Information about the author:
Dmitry D. Nikolaev, DSc in Philology, Leading Research Fellow, A.M. Gorky Institute of World Literature of the Russian Academy of Sciences, Povarskaya 25 a, 121069 Moscow, Russia.
ORCID ID: https://orcid.org/0000-0001-8449-4682
E-mail:
Abstract:
The article analyses the poetics of Bunin’s work of the first years of emigration. The subject of study is all the works of the writer created in 1920–1923: short stories, poetry and journalism. The first publications of works in newspapers, magazines and collections are considered in the sociopolitical and historical-literary context. The image of the writer becomes central to Bunin’s journalism and how the publicist Bunin argues primarily with the journalistic performances of writers. A significant role in the work of Bunin in 1920–1923 plays a controversy with Gorky, which he leads in both journalistic and fiction works. An important element of Bunin’s poetics is intertextuality.

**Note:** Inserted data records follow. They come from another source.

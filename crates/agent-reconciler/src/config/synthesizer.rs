//! Builds the desired agent configuration from externally discovered inputs.
//!
//! Pure: no I/O, no state. Every call produces a complete document.

use std::collections::BTreeMap;

use serde_json::{json, Value};

use super::schema::{
    AgentIntegration, DesiredConfig, Endpoint, LogScrapeConfig, LogsConfig, LogsInstance,
    MetricsConfig, MetricsInstance, Positions, PushApi, PushServer, RelabelConfig, ServerConfig,
    TlsConfig,
};
use crate::topology::Topology;

pub const WAL_DIRECTORY: &str = "/tmp/agent/data";
pub const POSITIONS_FILE: &str = "/run/promtail-positions.yaml";
pub const LOG_HTTP_LISTEN_PORT: u16 = 3500;
pub const LOG_GRPC_LISTEN_PORT: u16 = 3600;
pub const METRICS_INSTANCE_NAME: &str = "agent_scraper";
pub const LOGS_INSTANCE_NAME: &str = "push_api_server";
pub const LOG_PUSH_JOB_NAME: &str = "loki";

/// Everything the synthesizer needs for one pass.
#[derive(Debug, Clone)]
pub struct SynthesisInput<'a> {
    pub topology: &'a Topology,
    pub log_level: &'a str,
    pub remote_write_endpoints: &'a [Endpoint],
    pub log_endpoints: &'a [Endpoint],
    pub scrape_jobs: &'a [Value],
    pub extra_integrations: &'a BTreeMap<String, Value>,
    pub extra_log_configs: &'a [Value],
    pub tls_insecure_skip_verify: bool,
}

pub fn synthesize(input: &SynthesisInput<'_>) -> DesiredConfig {
    let remote_write = with_tls(input.remote_write_endpoints, input.tls_insecure_skip_verify);
    let log_clients = with_tls(input.log_endpoints, input.tls_insecure_skip_verify);

    DesiredConfig {
        server: ServerConfig {
            log_level: input.log_level.to_string(),
        },
        integrations: integrations(input.topology, &remote_write, input.extra_integrations),
        metrics: MetricsConfig {
            wal_directory: WAL_DIRECTORY.to_string(),
            configs: vec![MetricsInstance {
                name: METRICS_INSTANCE_NAME.to_string(),
                scrape_configs: input.scrape_jobs.to_vec(),
                remote_write,
            }],
        },
        logs: logs(log_clients, input.extra_log_configs),
    }
}

/// Stamps the TLS verification flag onto every endpoint, replacing whatever
/// the relation supplied.
pub fn with_tls(endpoints: &[Endpoint], insecure_skip_verify: bool) -> Vec<Endpoint> {
    endpoints
        .iter()
        .cloned()
        .map(|mut endpoint| {
            endpoint.tls_config = Some(TlsConfig {
                insecure_skip_verify,
            });
            endpoint
        })
        .collect()
}

/// Relabeling chain that makes the agent's own metrics look like any other
/// scraped workload.
pub fn self_monitoring_relabels(topology: &Topology) -> Vec<RelabelConfig> {
    let mut relabels = vec![
        RelabelConfig::rewrite("job", &topology.self_monitoring_job_name()),
        RelabelConfig::rewrite("instance", &topology.instance_name()),
    ];
    relabels.extend(
        topology
            .relabel_targets()
            .into_iter()
            .map(|(label, value)| RelabelConfig::attach(label, value)),
    );
    relabels
}

fn integrations(
    topology: &Topology,
    remote_write: &[Endpoint],
    extra: &BTreeMap<String, Value>,
) -> BTreeMap<String, Value> {
    let agent = AgentIntegration {
        enabled: true,
        relabel_configs: self_monitoring_relabels(topology),
    };

    let mut integrations = BTreeMap::new();
    integrations.insert("agent".to_string(), json!(agent));
    integrations.insert("prometheus_remote_write".to_string(), json!(remote_write));
    // Extensions win on key conflicts.
    integrations.extend(extra.iter().map(|(k, v)| (k.clone(), v.clone())));
    integrations
}

fn logs(clients: Vec<Endpoint>, extra: &[Value]) -> Option<LogsConfig> {
    let mut configs = Vec::with_capacity(extra.len() + 1);

    if !clients.is_empty() {
        let receiver = LogsInstance {
            name: LOGS_INSTANCE_NAME.to_string(),
            clients,
            positions: Positions {
                filename: POSITIONS_FILE.to_string(),
            },
            scrape_configs: vec![LogScrapeConfig {
                job_name: LOG_PUSH_JOB_NAME.to_string(),
                loki_push_api: PushApi {
                    server: PushServer {
                        http_listen_port: LOG_HTTP_LISTEN_PORT,
                        grpc_listen_port: LOG_GRPC_LISTEN_PORT,
                    },
                },
            }],
        };
        configs.push(json!(receiver));
    }

    configs.extend(extra.iter().cloned());

    if configs.is_empty() {
        None
    } else {
        Some(LogsConfig { configs })
    }
}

The use of this element in the first years of emigration is associated both with the peculiarities of the author’s world feeling, forced to leave Russia, and with the specifics of the readership. Practically without turning to the direct depiction of the life of Soviet Russia and emigration in his fiction of the early twenties, Bunin finds other forms of reflection of the post-revolutionary world perception of Russian man.